Nampak tamu yang telah datang
KH. Zainuddin Pengasuh Pondok Pesantren Ploso, Wakil Bupati Saifullah
Yusuf. Hingga saat ini sholat jenazah sudah 7 gelombang. Beliau lahir
pada tanggal 02 Mei 1932 di Tuban dan wafat pada tanggal 29 Februari
2012.
Beliau dikenal dengan kyai sepuh serta karismatik.
Beliau juga pernah menjadi penasehat Presiden pada zaman Gus Dur.
Jenazah insya’allah akan dimakamkan di Pemakaman umum Widang pukul 12.00
wib.
Salah seorang dari 10 putra
almarhum itu menceritakan, ayahandanya menjalani perawatan di Graha
Amerta setelah mengalami stroke ringan akibat jatuh, namun setelah
membaik akhirnya menjalani perawatan di rumah hingga meninggal dunia
pada 29 Februari 2012.
Para wartawan yang ikut menjadi
saksi saat-saat melambungnya nama "guru spiritual" almarhum Presiden
Abdurrahman Wahid (Gus Dur) pada awal era reformasi (1998) itu akan tahu
betapa almarhum tidak menyukai publikasi.
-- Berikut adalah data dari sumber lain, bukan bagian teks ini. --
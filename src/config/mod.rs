//! Configuration management
//!
//! This module handles loading and parsing configuration for the church website.
//! Configuration can be loaded from:
//! - config.yml file
//! - Environment variables (override file settings)
//!
//! Missing optional values are filled with sensible defaults, so the site
//! runs against the production dataset with no configuration at all.

use serde::{Deserialize, Serialize};
use std::time::Duration;

/// Main configuration structure
#[derive(Debug, Clone, Default, Serialize, Deserialize)]
pub struct Config {
    /// Server configuration
    #[serde(default)]
    pub server: ServerConfig,
    /// Content store configuration
    #[serde(default)]
    pub content: ContentConfig,
    /// Fetch-once cache configuration
    #[serde(default)]
    pub cache: CacheConfig,
    /// Site presentation configuration
    #[serde(default)]
    pub site: SiteConfig,
}

/// Server configuration
#[derive(Debug, Clone, Serialize, Deserialize)]
pub struct ServerConfig {
    /// Host address to bind to
    #[serde(default = "default_host")]
    pub host: String,
    /// Port to listen on
    #[serde(default = "default_port")]
    pub port: u16,
}

impl Default for ServerConfig {
    fn default() -> Self {
        Self {
            host: default_host(),
            port: default_port(),
        }
    }
}

fn default_host() -> String {
    "0.0.0.0".to_string()
}

fn default_port() -> u16 {
    8080
}

/// Content store (Sanity) configuration
#[derive(Debug, Clone, Serialize, Deserialize)]
pub struct ContentConfig {
    /// Project identifier
    #[serde(default = "default_project_id")]
    pub project_id: String,
    /// Dataset name
    #[serde(default = "default_dataset")]
    pub dataset: String,
    /// API version, a UTC date string
    #[serde(default = "default_api_version")]
    pub api_version: String,
    /// Query the CDN edge instead of the live API
    #[serde(default = "default_use_cdn")]
    pub use_cdn: bool,
    /// Per-request timeout in seconds
    #[serde(default = "default_timeout_secs")]
    pub timeout_secs: u64,
}

impl Default for ContentConfig {
    fn default() -> Self {
        Self {
            project_id: default_project_id(),
            dataset: default_dataset(),
            api_version: default_api_version(),
            use_cdn: default_use_cdn(),
            timeout_secs: default_timeout_secs(),
        }
    }
}

impl ContentConfig {
    /// Base URL of the query endpoint, without the query string
    pub fn query_url(&self) -> String {
        let host = if self.use_cdn { "apicdn" } else { "api" };
        format!(
            "https://{}.{}.sanity.io/v{}/data/query/{}",
            self.project_id, host, self.api_version, self.dataset
        )
    }

    pub fn timeout(&self) -> Duration {
        Duration::from_secs(self.timeout_secs)
    }
}

fn default_project_id() -> String {
    "8u8f8r8d".to_string()
}

fn default_dataset() -> String {
    "production".to_string()
}

fn default_api_version() -> String {
    "2024-06-05".to_string()
}

fn default_use_cdn() -> bool {
    true
}

fn default_timeout_secs() -> u64 {
    15
}

/// Cache configuration
#[derive(Debug, Clone, Serialize, Deserialize)]
pub struct CacheConfig {
    /// How long a fetched query result is reused, in seconds
    #[serde(default = "default_ttl")]
    pub ttl_seconds: u64,
    /// Maximum number of memoized query results
    #[serde(default = "default_max_capacity")]
    pub max_capacity: u64,
}

impl Default for CacheConfig {
    fn default() -> Self {
        Self {
            ttl_seconds: default_ttl(),
            max_capacity: default_max_capacity(),
        }
    }
}

fn default_ttl() -> u64 {
    300
}

fn default_max_capacity() -> u64 {
    1_000
}

/// Site presentation configuration
#[derive(Debug, Clone, Serialize, Deserialize)]
pub struct SiteConfig {
    /// Church name shown in the header, footer and page titles
    #[serde(default = "default_site_name")]
    pub name: String,
    /// Short tagline shown under the name
    #[serde(default = "default_tagline")]
    pub tagline: String,
    /// Third-party endpoint the contact form posts to
    #[serde(default = "default_contact_form_endpoint")]
    pub contact_form_endpoint: String,
    /// How long a page waits for content before rendering the loading state
    #[serde(default = "default_render_deadline_ms")]
    pub render_deadline_ms: u64,
}

impl Default for SiteConfig {
    fn default() -> Self {
        Self {
            name: default_site_name(),
            tagline: default_tagline(),
            contact_form_endpoint: default_contact_form_endpoint(),
            render_deadline_ms: default_render_deadline_ms(),
        }
    }
}

impl SiteConfig {
    pub fn render_deadline(&self) -> Duration {
        Duration::from_millis(self.render_deadline_ms)
    }
}

fn default_site_name() -> String {
    "1ª Igreja Unida de Inácio Monteiro".to_string()
}

fn default_tagline() -> String {
    "Levando o amor de Cristo a todos".to_string()
}

fn default_contact_form_endpoint() -> String {
    "https://formspree.io/f/mvgrzbpw".to_string()
}

fn default_render_deadline_ms() -> u64 {
    2_500
}

/// Error type for configuration parsing
#[derive(Debug, thiserror::Error)]
pub enum ConfigError {
    #[error("Failed to read config file '{path}': {source}")]
    FileRead {
        path: String,
        source: std::io::Error,
    },
    #[error("Failed to parse config file '{path}': {message}")]
    ParseError {
        path: String,
        message: String,
    },
}

impl Config {
    /// Load configuration from file
    ///
    /// If the file doesn't exist or is empty, returns default configuration.
    /// If the file exists but is invalid YAML, returns an error with details.
    pub fn load(path: &std::path::Path) -> anyhow::Result<Self> {
        if !path.exists() {
            return Ok(Self::default());
        }

        let content = std::fs::read_to_string(path).map_err(|e| ConfigError::FileRead {
            path: path.display().to_string(),
            source: e,
        })?;

        if content.trim().is_empty() {
            return Ok(Self::default());
        }

        let config: Config = serde_yaml::from_str(&content).map_err(|e| ConfigError::ParseError {
            path: path.display().to_string(),
            message: format_yaml_error(&e),
        })?;

        Ok(config)
    }

    /// Load configuration from file with environment variable overrides
    ///
    /// Environment variables follow the pattern `IGREJA_<SECTION>_<FIELD>`:
    /// - IGREJA_SERVER_HOST, IGREJA_SERVER_PORT
    /// - IGREJA_CONTENT_PROJECT_ID, IGREJA_CONTENT_DATASET,
    ///   IGREJA_CONTENT_API_VERSION, IGREJA_CONTENT_USE_CDN,
    ///   IGREJA_CONTENT_TIMEOUT_SECS
    /// - IGREJA_CACHE_TTL_SECONDS, IGREJA_CACHE_MAX_CAPACITY
    /// - IGREJA_SITE_NAME, IGREJA_SITE_CONTACT_FORM_ENDPOINT,
    ///   IGREJA_SITE_RENDER_DEADLINE_MS
    ///
    /// Values that fail to parse are ignored.
    pub fn load_with_env(path: &std::path::Path) -> anyhow::Result<Self> {
        let mut config = Self::load(path)?;
        config.apply_env_overrides();
        Ok(config)
    }

    fn apply_env_overrides(&mut self) {
        // Server configuration
        if let Ok(host) = std::env::var("IGREJA_SERVER_HOST") {
            self.server.host = host;
        }
        if let Some(port) = parsed_env("IGREJA_SERVER_PORT") {
            self.server.port = port;
        }

        // Content store configuration
        if let Ok(project_id) = std::env::var("IGREJA_CONTENT_PROJECT_ID") {
            self.content.project_id = project_id;
        }
        if let Ok(dataset) = std::env::var("IGREJA_CONTENT_DATASET") {
            self.content.dataset = dataset;
        }
        if let Ok(api_version) = std::env::var("IGREJA_CONTENT_API_VERSION") {
            self.content.api_version = api_version;
        }
        if let Some(use_cdn) = parsed_env("IGREJA_CONTENT_USE_CDN") {
            self.content.use_cdn = use_cdn;
        }
        if let Some(timeout) = parsed_env("IGREJA_CONTENT_TIMEOUT_SECS") {
            self.content.timeout_secs = timeout;
        }

        // Cache configuration
        if let Some(ttl) = parsed_env("IGREJA_CACHE_TTL_SECONDS") {
            self.cache.ttl_seconds = ttl;
        }
        if let Some(capacity) = parsed_env("IGREJA_CACHE_MAX_CAPACITY") {
            self.cache.max_capacity = capacity;
        }

        // Site configuration
        if let Ok(name) = std::env::var("IGREJA_SITE_NAME") {
            self.site.name = name;
        }
        if let Ok(endpoint) = std::env::var("IGREJA_SITE_CONTACT_FORM_ENDPOINT") {
            self.site.contact_form_endpoint = endpoint;
        }
        if let Some(deadline) = parsed_env("IGREJA_SITE_RENDER_DEADLINE_MS") {
            self.site.render_deadline_ms = deadline;
        }
    }
}

fn parsed_env<T: std::str::FromStr>(key: &str) -> Option<T> {
    std::env::var(key).ok().and_then(|v| v.trim().parse().ok())
}

/// Format YAML parsing error with location and context
fn format_yaml_error(e: &serde_yaml::Error) -> String {
    if let Some(location) = e.location() {
        format!(
            "at line {}, column {}: {}",
            location.line(),
            location.column(),
            e
        )
    } else {
        e.to_string()
    }
}

// Shared mutex for all config tests that modify environment variables.
#[cfg(test)]
static CONFIG_ENV_MUTEX: std::sync::Mutex<()> = std::sync::Mutex::new(());

#[cfg(test)]
const ENV_KEYS: &[&str] = &[
    "IGREJA_SERVER_HOST",
    "IGREJA_SERVER_PORT",
    "IGREJA_CONTENT_PROJECT_ID",
    "IGREJA_CONTENT_DATASET",
    "IGREJA_CONTENT_API_VERSION",
    "IGREJA_CONTENT_USE_CDN",
    "IGREJA_CONTENT_TIMEOUT_SECS",
    "IGREJA_CACHE_TTL_SECONDS",
    "IGREJA_CACHE_MAX_CAPACITY",
    "IGREJA_SITE_NAME",
    "IGREJA_SITE_CONTACT_FORM_ENDPOINT",
    "IGREJA_SITE_RENDER_DEADLINE_MS",
];

#[cfg(test)]
fn clear_env() {
    for key in ENV_KEYS {
        std::env::remove_var(key);
    }
}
"Kami menerima pesan dari kiai,
kiai tidak bersedia menerima wartawan," ujar santri almarhum bila ada
wartawan yang datang untuk mewawancarainya.
Ya, nama Kiai Abdullah Faqih
mencuat menjelang Sidang Umum MPR 1998, terutama berkaitan dengan
pencalonan Gus Dur sebagai presiden, sehingga para wartawan pun
memburunya.
Saat itu, suara kalangan "nahdliyin" (warga NU) terbelah, ada yang mendukung pencalonan Gus Dur dan ada yang sebaliknya.
Dalam situasi seperti itu,
sejumlah kiai sepuh NU mengadakan pertemuan di Langitan, sehingga muncul
istilah "Poros Langitan" yang fatwanya sangat berpengaruh pada
pencalonan Gus Dur.
Pesan Kiai Abdullah Faqih untuk
Gus Dur itu dibawa KH. A. Hasyim Muzadi (mantan Ketua Umum PBNU).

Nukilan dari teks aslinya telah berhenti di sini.